[TASK INPUTS]

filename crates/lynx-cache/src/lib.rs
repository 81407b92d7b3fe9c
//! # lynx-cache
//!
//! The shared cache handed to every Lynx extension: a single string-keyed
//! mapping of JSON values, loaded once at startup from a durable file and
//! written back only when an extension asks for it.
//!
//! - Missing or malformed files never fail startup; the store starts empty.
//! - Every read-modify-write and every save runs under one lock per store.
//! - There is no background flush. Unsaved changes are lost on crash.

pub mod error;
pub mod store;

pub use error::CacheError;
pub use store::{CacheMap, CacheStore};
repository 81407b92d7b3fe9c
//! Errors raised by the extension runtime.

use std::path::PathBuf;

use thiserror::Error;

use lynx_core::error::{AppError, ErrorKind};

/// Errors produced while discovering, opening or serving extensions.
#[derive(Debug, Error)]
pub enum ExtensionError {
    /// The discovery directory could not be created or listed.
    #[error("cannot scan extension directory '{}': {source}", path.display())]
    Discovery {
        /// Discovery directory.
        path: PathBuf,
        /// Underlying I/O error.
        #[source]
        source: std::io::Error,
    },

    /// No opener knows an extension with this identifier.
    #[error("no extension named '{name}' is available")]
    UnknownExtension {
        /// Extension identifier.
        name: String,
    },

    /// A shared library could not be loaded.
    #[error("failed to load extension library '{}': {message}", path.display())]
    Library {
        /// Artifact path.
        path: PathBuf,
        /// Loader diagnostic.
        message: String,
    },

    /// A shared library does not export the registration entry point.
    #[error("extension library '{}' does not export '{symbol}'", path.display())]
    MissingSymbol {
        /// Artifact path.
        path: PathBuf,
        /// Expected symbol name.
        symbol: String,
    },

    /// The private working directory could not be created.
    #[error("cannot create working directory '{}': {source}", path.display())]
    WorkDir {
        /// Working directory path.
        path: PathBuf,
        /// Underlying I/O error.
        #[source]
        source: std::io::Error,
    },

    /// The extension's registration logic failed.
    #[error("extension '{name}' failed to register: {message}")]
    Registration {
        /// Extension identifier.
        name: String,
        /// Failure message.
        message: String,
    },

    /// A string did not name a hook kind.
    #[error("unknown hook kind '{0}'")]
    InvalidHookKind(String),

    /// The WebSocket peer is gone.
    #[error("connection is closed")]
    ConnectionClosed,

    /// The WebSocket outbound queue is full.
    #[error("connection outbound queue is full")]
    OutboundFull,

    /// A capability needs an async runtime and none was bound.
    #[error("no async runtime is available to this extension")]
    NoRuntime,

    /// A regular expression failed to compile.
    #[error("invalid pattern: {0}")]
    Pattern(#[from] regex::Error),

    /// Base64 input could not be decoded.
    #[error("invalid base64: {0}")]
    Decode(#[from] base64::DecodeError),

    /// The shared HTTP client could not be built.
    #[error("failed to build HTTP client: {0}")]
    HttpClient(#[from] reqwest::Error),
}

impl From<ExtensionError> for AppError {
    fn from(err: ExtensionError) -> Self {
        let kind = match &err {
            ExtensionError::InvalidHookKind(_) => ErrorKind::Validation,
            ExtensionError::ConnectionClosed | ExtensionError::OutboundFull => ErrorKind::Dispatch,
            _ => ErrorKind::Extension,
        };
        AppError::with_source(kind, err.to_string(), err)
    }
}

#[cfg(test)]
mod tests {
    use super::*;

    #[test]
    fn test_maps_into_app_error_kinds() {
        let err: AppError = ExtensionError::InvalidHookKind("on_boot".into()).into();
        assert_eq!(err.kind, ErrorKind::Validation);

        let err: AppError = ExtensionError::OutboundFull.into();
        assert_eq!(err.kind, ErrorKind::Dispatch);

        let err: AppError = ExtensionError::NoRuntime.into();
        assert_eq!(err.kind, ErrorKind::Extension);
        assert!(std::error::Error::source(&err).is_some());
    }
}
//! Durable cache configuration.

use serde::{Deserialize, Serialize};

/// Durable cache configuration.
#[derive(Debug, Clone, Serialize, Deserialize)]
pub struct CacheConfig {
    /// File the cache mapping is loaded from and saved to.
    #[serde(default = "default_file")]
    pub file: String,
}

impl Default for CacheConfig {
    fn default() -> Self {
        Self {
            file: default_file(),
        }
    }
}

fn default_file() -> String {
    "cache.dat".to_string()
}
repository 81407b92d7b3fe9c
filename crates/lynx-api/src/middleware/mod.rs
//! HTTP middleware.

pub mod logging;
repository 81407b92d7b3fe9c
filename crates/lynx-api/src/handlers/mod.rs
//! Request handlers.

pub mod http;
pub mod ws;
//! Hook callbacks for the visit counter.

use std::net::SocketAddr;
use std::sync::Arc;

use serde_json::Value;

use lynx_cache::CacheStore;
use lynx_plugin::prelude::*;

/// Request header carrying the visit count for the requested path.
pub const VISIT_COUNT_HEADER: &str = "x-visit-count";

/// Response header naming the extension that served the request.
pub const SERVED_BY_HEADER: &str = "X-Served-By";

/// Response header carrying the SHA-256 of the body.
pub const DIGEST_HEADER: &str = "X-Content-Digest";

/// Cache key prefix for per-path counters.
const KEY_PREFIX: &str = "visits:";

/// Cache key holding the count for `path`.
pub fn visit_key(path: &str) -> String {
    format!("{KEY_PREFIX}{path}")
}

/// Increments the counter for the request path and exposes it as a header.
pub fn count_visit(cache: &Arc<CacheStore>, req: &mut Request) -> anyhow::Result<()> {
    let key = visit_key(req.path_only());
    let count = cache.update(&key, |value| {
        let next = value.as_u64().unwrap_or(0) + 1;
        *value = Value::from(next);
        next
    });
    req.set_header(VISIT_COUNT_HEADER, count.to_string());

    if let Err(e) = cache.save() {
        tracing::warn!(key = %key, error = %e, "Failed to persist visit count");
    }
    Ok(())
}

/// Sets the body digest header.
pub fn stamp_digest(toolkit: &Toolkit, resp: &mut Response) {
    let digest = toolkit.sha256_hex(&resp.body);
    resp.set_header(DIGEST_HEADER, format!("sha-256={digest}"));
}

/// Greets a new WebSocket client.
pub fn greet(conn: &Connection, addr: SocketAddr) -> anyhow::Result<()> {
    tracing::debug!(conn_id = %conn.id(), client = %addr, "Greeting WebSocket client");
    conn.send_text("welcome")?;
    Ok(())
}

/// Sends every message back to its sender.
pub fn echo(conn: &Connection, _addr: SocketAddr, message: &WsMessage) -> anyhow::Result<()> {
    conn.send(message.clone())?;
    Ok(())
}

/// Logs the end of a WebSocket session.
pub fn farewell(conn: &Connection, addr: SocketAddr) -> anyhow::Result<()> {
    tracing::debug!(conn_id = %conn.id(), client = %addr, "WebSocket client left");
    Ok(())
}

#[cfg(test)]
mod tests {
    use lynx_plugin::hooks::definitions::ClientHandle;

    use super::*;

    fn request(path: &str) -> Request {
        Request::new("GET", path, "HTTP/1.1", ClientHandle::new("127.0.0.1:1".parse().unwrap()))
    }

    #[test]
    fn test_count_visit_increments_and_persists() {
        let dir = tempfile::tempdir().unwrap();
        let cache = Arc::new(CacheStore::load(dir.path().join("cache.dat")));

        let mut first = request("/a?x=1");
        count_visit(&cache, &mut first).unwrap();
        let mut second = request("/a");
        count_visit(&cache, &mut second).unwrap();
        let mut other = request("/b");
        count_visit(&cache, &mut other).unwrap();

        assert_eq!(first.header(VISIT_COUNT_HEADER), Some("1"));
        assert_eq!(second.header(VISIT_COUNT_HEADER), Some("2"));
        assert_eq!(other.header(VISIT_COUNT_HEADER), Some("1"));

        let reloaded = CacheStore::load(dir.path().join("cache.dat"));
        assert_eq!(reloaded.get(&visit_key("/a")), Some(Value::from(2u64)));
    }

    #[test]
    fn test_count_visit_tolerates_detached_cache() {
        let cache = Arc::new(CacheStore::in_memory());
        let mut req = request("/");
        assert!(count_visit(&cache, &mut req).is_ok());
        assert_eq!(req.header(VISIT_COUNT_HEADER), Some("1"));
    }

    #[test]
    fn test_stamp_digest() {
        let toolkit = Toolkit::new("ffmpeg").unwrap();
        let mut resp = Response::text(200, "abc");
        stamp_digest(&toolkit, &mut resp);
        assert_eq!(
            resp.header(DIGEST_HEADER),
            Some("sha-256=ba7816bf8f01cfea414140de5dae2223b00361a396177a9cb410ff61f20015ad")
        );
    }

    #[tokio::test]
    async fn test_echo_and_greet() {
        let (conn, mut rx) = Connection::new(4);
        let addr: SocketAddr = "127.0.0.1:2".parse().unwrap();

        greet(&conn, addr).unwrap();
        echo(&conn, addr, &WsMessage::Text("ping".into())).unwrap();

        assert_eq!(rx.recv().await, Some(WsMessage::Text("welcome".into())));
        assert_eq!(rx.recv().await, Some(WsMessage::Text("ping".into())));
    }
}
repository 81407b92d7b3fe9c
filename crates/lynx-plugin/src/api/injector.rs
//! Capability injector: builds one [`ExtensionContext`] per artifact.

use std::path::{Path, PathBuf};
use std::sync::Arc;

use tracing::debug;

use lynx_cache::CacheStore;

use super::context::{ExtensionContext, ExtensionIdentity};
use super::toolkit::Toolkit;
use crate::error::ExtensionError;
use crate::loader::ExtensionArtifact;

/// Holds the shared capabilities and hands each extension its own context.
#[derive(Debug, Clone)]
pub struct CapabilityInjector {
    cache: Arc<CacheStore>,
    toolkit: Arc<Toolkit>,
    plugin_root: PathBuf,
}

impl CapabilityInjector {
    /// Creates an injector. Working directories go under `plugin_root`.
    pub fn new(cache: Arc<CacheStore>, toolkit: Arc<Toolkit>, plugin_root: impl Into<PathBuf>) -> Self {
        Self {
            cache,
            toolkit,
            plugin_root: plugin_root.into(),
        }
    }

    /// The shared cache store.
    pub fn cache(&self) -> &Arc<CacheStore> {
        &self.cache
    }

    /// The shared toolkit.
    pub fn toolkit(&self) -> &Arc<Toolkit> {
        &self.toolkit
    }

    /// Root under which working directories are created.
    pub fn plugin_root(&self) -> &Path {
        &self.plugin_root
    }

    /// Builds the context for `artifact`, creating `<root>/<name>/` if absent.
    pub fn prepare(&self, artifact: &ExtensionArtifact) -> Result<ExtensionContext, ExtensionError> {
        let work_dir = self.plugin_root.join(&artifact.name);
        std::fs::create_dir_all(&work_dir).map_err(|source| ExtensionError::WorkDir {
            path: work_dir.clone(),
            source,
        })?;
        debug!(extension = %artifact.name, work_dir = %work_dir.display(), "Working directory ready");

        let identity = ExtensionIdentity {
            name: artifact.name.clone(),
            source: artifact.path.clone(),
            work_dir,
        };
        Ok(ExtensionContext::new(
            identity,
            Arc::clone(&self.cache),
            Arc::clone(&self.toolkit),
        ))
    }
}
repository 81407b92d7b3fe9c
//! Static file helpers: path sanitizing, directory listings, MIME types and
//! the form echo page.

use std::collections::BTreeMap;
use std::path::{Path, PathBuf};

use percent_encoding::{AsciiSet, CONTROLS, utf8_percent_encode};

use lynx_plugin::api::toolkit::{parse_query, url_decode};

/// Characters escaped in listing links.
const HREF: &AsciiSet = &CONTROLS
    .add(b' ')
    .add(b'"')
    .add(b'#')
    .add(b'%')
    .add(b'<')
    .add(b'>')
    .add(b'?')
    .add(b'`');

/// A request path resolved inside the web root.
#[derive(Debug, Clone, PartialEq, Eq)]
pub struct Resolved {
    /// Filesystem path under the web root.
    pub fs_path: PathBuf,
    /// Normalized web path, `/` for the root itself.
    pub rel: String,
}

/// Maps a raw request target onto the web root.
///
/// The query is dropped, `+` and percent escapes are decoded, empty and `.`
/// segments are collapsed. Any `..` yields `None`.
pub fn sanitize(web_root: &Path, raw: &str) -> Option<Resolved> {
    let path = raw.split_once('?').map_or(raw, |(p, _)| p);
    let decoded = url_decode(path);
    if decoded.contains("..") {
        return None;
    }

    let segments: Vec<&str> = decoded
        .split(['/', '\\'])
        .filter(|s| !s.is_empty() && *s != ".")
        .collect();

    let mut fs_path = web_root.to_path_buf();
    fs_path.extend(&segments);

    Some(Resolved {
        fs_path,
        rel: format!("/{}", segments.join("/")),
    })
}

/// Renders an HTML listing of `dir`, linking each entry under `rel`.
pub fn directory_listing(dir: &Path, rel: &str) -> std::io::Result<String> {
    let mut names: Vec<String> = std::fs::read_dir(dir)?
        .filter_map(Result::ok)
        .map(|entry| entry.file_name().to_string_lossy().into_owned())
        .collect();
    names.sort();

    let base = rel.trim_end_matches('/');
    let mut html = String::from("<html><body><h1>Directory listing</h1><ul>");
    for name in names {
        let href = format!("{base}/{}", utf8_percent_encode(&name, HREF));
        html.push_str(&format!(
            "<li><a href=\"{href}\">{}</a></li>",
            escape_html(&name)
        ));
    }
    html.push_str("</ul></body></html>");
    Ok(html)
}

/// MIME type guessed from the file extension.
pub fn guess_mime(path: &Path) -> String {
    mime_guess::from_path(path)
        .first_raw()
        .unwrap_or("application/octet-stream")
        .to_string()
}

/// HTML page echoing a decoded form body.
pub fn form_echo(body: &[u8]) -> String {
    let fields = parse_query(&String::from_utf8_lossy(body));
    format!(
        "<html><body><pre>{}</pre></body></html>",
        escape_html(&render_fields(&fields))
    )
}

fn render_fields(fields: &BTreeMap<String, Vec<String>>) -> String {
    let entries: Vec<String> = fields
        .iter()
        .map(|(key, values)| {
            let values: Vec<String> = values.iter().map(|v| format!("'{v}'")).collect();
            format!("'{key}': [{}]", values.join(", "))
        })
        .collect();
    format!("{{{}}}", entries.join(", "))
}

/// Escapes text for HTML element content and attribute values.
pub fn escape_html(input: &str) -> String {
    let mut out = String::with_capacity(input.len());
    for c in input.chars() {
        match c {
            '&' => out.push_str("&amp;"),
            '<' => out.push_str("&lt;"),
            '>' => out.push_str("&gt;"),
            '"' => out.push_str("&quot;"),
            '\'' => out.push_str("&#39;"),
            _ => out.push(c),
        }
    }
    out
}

[/TASK INPUTS]

▸ **TRY IT**: Pull out every line of the records that includes the string "queue".

▸ **RESPONSE**:
    /// The WebSocket outbound queue is full.
    #[error("connection outbound queue is full")]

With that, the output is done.